Task to carry out
Among the lines of data below, reproduce only those from the one with "assert!(!config.is_configured());" through the one with "assert_eq!(config.database_backend, DatabaseBackend::Sqlite);", exactly as they stand, both ends included.

Data listing
use std::env;
use std::fmt;
use std::str::FromStr;

use tracing::warn;

/// Which relational store the clinic core talks to.
#[derive(Debug, Clone, Copy, PartialEq, Eq)]
pub enum DatabaseBackend {
    Sqlite,
    Supabase,
}

impl FromStr for DatabaseBackend {
    type Err = String;

    fn from_str(s: &str) -> Result<Self, Self::Err> {
        match s.trim().to_ascii_lowercase().as_str() {
            "sqlite" => Ok(DatabaseBackend::Sqlite),
            "supabase" | "postgrest" => Ok(DatabaseBackend::Supabase),
            other => Err(format!("unknown database backend: {}", other)),
        }
    }
}

impl fmt::Display for DatabaseBackend {
    fn fmt(&self, f: &mut fmt::Formatter<'_>) -> fmt::Result {
        match self {
            DatabaseBackend::Sqlite => write!(f, "sqlite"),
            DatabaseBackend::Supabase => write!(f, "supabase"),
        }
    }
}

#[derive(Debug, Clone)]
pub struct AppConfig {
    pub database_backend: DatabaseBackend,
    pub database_path: String,
    pub supabase_url: String,
    pub supabase_anon_key: String,
    pub doctor_directory_path: Option<String>,
    pub bind_address: String,
}

impl Default for AppConfig {
    fn default() -> Self {
        Self {
            database_backend: DatabaseBackend::Sqlite,
            database_path: "clinic.db".to_string(),
            supabase_url: String::new(),
            supabase_anon_key: String::new(),
            doctor_directory_path: None,
            bind_address: "0.0.0.0:3000".to_string(),
        }
    }
}

impl AppConfig {
    pub fn from_env() -> Self {
        let defaults = Self::default();

        let config = Self {
            database_backend: env::var("DATABASE_BACKEND")
                .ok()
                .and_then(|raw| match raw.parse() {
                    Ok(backend) => Some(backend),
                    Err(e) => {
                        warn!("{}, falling back to sqlite", e);
                        None
                    }
                })
                .unwrap_or_else(|| {
                    warn!("DATABASE_BACKEND not set, using sqlite");
                    defaults.database_backend
                }),
            database_path: env::var("DATABASE_PATH")
                .unwrap_or_else(|_| {
                    warn!("DATABASE_PATH not set, using {}", defaults.database_path);
                    defaults.database_path.clone()
                }),
            supabase_url: env::var("SUPABASE_URL")
                .unwrap_or_else(|_| {
                    warn!("SUPABASE_URL not set, using empty value");
                    String::new()
                }),
            supabase_anon_key: env::var("SUPABASE_ANON_PUBLIC_KEY")
                .unwrap_or_else(|_| {
                    warn!("SUPABASE_ANON_PUBLIC_KEY not set, using empty value");
                    String::new()
                }),
            doctor_directory_path: env::var("DOCTOR_DIRECTORY_PATH").ok(),
            bind_address: env::var("BIND_ADDRESS")
                .unwrap_or_else(|_| {
                    warn!("BIND_ADDRESS not set, using {}", defaults.bind_address);
                    defaults.bind_address.clone()
                }),
        };

        if config.doctor_directory_path.is_none() {
            warn!("DOCTOR_DIRECTORY_PATH not set, using the built-in roster");
        }

        if !config.is_configured() {
            warn!("Application not fully configured - missing environment variables");
        }

        config
    }

    pub fn is_configured(&self) -> bool {
        match self.database_backend {
            DatabaseBackend::Sqlite => !self.database_path.is_empty(),
            DatabaseBackend::Supabase => {
                !self.supabase_url.is_empty() && !self.supabase_anon_key.is_empty()
            }
        }
    }
}

#[cfg(test)]
mod tests {
    use super::*;

    #[test]
    fn backend_parses_known_names() {
        assert_eq!("sqlite".parse::<DatabaseBackend>(), Ok(DatabaseBackend::Sqlite));
        assert_eq!(" Supabase ".parse::<DatabaseBackend>(), Ok(DatabaseBackend::Supabase));
        assert!("mysql".parse::<DatabaseBackend>().is_err());
    }

    #[test]
    fn supabase_backend_needs_url_and_key() {
        let mut config = AppConfig {
            database_backend: DatabaseBackend::Supabase,
            ..AppConfig::default()
        };
        assert!(!config.is_configured());

        config.supabase_url = "http://localhost:54321".to_string();
        config.supabase_anon_key = "anon".to_string();
        assert!(config.is_configured());
    }

    #[test]
    fn default_config_uses_sqlite() {
        let config = AppConfig::default();
        assert_eq!(config.database_backend, DatabaseBackend::Sqlite);
        assert!(config.is_configured());
    }
}
use std::sync::Arc;

use tracing::{debug, error, info, instrument, warn};

use patient_cell::models::PatientIntake;
use patient_cell::services::PatientRegistry;
use shared_database::{ClinicStore, NewAppointment, NewPatient};
use shared_models::{Doctor, DoctorDirectory, InvalidTimeSlot, TimeSlot};
use shared_utils::validation::{required, resolve_doctor};

use crate::models::{AppointmentError, BookingConfirmation, BookingForm};

/// A booking form that passed every field check.
#[derive(Debug, Clone, PartialEq)]
pub struct ValidatedBooking {
    pub patient: NewPatient,
    pub appointment: NewAppointment,
    pub doctor: Doctor,
}

pub struct AppointmentBookingService {
    store: Arc<dyn ClinicStore>,
    directory: Arc<DoctorDirectory>,
}

impl AppointmentBookingService {
    pub fn new(store: Arc<dyn ClinicStore>, directory: Arc<DoctorDirectory>) -> Self {
        Self { store, directory }
    }

    /// Checks the form without touching storage. Empty fields are reported
    /// before malformed ones.
    pub fn validate(&self, form: &BookingForm) -> Result<ValidatedBooking, AppointmentError> {
        required(&form.name, "Name").map_err(AppointmentError::Validation)?;
        required(&form.phone, "Phone number").map_err(AppointmentError::Validation)?;
        let raw_time = required(&form.time, "Time slot").map_err(AppointmentError::Validation)?;
        required(&form.doctor, "Doctor").map_err(AppointmentError::Validation)?;

        let patient = PatientRegistry::register(&PatientIntake {
            name: form.name.clone(),
            phone: form.phone.clone(),
            notes: form.notes.clone(),
        })
        .map_err(|e| AppointmentError::Validation(e.to_string()))?;

        let time: TimeSlot = raw_time
            .parse()
            .map_err(|e: InvalidTimeSlot| AppointmentError::Validation(e.to_string()))?;

        let doctor = resolve_doctor(&self.directory, &form.doctor)
            .map_err(AppointmentError::Validation)?
            .clone();

        let appointment = NewAppointment {
            name: patient.name.clone(),
            phone: patient.phone.clone(),
            time,
            doctor_id: doctor.id.clone(),
        };

        Ok(ValidatedBooking {
            patient,
            appointment,
            doctor,
        })
    }

    /// Validates, then writes the patient and appointment rows as one unit.
    #[instrument(skip(self, form), fields(doctor = %form.doctor))]
    pub async fn book(&self, form: &BookingForm) -> Result<BookingConfirmation, AppointmentError> {
        debug!("Booking appointment");

        let booking = self.validate(form).map_err(|e| {
            warn!("Booking rejected: {}", e);
            e
        })?;

        let receipt = self
            .store
            .book_appointment(&booking.patient, &booking.appointment)
            .await
            .map_err(|e| {
                error!("Booking transaction rolled back: {}", e);
                AppointmentError::Storage(e)
            })?;

        info!(
            "Booked appointment {} (patient {}) with {} at {}",
            receipt.appointment_id, receipt.patient_id, booking.doctor.id, booking.appointment.time
        );

        Ok(BookingConfirmation {
            appointment_id: receipt.appointment_id,
            patient_id: receipt.patient_id,
            message: format!(
                "Appointment booked with {} at {}",
                booking.doctor.name,
                booking.appointment.time.range_label()
            ),
            doctor_id: booking.doctor.id,
            doctor_name: booking.doctor.name,
            time: booking.appointment.time,
        })
    }
}
pub mod booking;
pub mod lifecycle;

pub use booking::{AppointmentBookingService, ValidatedBooking};
pub use lifecycle::AppointmentLifecycleService;
pub mod reachability;

pub use reachability::{BatchProber, HttpProber, ProbeReport, Prober};
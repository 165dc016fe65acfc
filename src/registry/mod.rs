//! Program registry: listing of bounty programs and their in-scope assets.

pub mod hackerone;

use async_trait::async_trait;
use thiserror::Error;

use crate::model::ProgramListing;

pub use hackerone::HackerOneClient;

#[derive(Debug, Error)]
pub enum RegistryError {
    /// Credentials were rejected. Retrying within the same cycle is pointless.
    #[error("registry authentication failed ({status}); check the API token: {body}")]
    Unauthorized { status: u16, body: String },

    #[error("registry request failed: {0}")]
    Http(#[from] reqwest::Error),

    #[error("registry returned {status}: {body}")]
    Status { status: u16, body: String },

    #[error("registry response could not be decoded: {0}")]
    Decode(#[from] serde_json::Error),

    #[error("invalid registry url: {0}")]
    Url(#[from] url::ParseError),
}

impl RegistryError {
    pub fn is_auth(&self) -> bool {
        matches!(self, RegistryError::Unauthorized { .. })
    }
}

#[async_trait]
pub trait Registry: Send + Sync {
    /// Every listed program. Pagination and rate limiting happen inside.
    async fn list_programs(&self) -> Result<Vec<ProgramListing>, RegistryError>;

    /// Raw in-scope asset identifiers for a program. An empty result means "no scope
    /// data", which callers handle with a fallback; only real failures are errors.
    async fn get_scope(&self, handle: &str) -> Result<Vec<String>, RegistryError>;
}
use serde::Serialize;
use std::fs::OpenOptions;
use std::io::{BufWriter, Write};
use std::path::Path;

/// Append one JSON object per item to `path`, creating the file if needed.
pub fn write_jsonl<T: Serialize>(path: &Path, items: &[T]) -> anyhow::Result<usize> {
    let f = OpenOptions::new().append(true).create(true).open(path)?;
    let mut w = BufWriter::new(f);
    for it in items {
        serde_json::to_writer(&mut w, it)?;
        w.write_all(b"\n")?;
    }
    w.flush()?;
    Ok(items.len())
}
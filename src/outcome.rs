use serde::Serialize;

/// Result of one processing stage.
///
/// `Degraded` carries a usable value produced by a fallback path. `Fatal` means the
/// stage produced nothing the next stage can use.
#[derive(Debug)]
pub enum Stage<T> {
    Ok(T),
    Degraded { value: T, reason: String },
    Fatal(anyhow::Error),
}

impl<T> Stage<T> {
    pub fn degraded(value: T, reason: impl Into<String>) -> Self {
        Stage::Degraded { value, reason: reason.into() }
    }

    pub fn is_degraded(&self) -> bool {
        matches!(self, Stage::Degraded { .. })
    }

    /// Value for the next stage, if any.
    pub fn value(self) -> Option<T> {
        match self {
            Stage::Ok(v) | Stage::Degraded { value: v, .. } => Some(v),
            Stage::Fatal(_) => None,
        }
    }
}

/// Per-program summary counters.
#[derive(Debug, Clone, Default, PartialEq, Eq, Serialize)]
pub struct ProgramSummary {
    pub scope_domains: usize,
    pub expanded_domains: usize,
    pub probed: usize,
    pub up: usize,
    pub down: usize,
    pub unknown: usize,
    pub recorded: usize,
    pub record_failures: usize,
    pub transitions: usize,
    pub recoveries: usize,
    /// Stages that fell back to a degraded path.
    pub degraded: Vec<String>,
}

#[derive(Debug)]
pub enum ProgramOutcome {
    Completed(ProgramSummary),
    /// Nothing to scan (no scope and no primary domain). Not an error.
    Skipped { reason: String },
    /// This program failed; sibling programs are unaffected.
    Failed(anyhow::Error),
    /// The failure invalidates the whole scan cycle (e.g. rejected credentials).
    Aborted(anyhow::Error),
}

impl ProgramOutcome {
    pub fn label(&self) -> &'static str {
        match self {
            ProgramOutcome::Completed(_) => "completed",
            ProgramOutcome::Skipped { .. } => "skipped",
            ProgramOutcome::Failed(_) => "failed",
            ProgramOutcome::Aborted(_) => "aborted",
        }
    }
}
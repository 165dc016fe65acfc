use bounty_watch::{normalize, normalize_all};

#[test]
fn strips_scheme_wildcard_port_and_path() {
    assert_eq!(normalize("https://*.Example.com:8080/path").as_deref(), Some("Example.com"));
    assert_eq!(normalize("http://shop.example.com/").as_deref(), Some("shop.example.com"));
    assert_eq!(normalize("  api.example.com  ").as_deref(), Some("api.example.com"));
}

#[test]
fn rejects_entries_with_nothing_left() {
    for raw in ["", "   ", "https://", "*.", "http:///path", ":443"] {
        assert_eq!(normalize(raw), None, "{raw:?}");
    }
}

#[test]
fn normalizing_twice_changes_nothing() {
    let samples = [
        "https://*.Example.com:8080/path",
        "*.*.nested.example.com",
        " *. spaced.example.com",
        "http://a.b.c:1/x/y?z",
        "weird entry",
        "https://user@host.example.com",
    ];
    for raw in samples {
        if let Some(once) = normalize(raw) {
            assert_eq!(normalize(&once).as_deref(), Some(once.as_str()), "{raw:?}");
        }
    }
}

#[test]
fn scope_lists_collapse_to_unique_domains() {
    let scope = ["*.acme.com", "https://acme.com/login", "acme.com:443", "", "api.acme.com", "API.acme.com"];
    assert_eq!(normalize_all(scope), vec!["acme.com", "api.acme.com", "API.acme.com"]);
}
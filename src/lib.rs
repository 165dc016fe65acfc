pub mod api;
pub mod concurrent;
pub mod config;
pub mod discover;
pub mod enrich;
pub mod external;
pub mod http_client;
pub mod model;
pub mod normalize;
pub mod orchestrator;
pub mod outcome;
pub mod output;
pub mod probe;
pub mod processor;
pub mod registry;
pub mod store;

// re-export the types most callers need
pub use crate::model::*;
pub use crate::normalize::{normalize, normalize_all};
pub use crate::orchestrator::{Orchestrator, ScanError, ScanReport, ScanSettings};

Task output
        assert!(!config.is_configured());

        config.supabase_url = "http://localhost:54321".to_string();
        config.supabase_anon_key = "anon".to_string();
        assert!(config.is_configured());
    }

    #[test]
    fn default_config_uses_sqlite() {
        let config = AppConfig::default();
        assert_eq!(config.database_backend, DatabaseBackend::Sqlite);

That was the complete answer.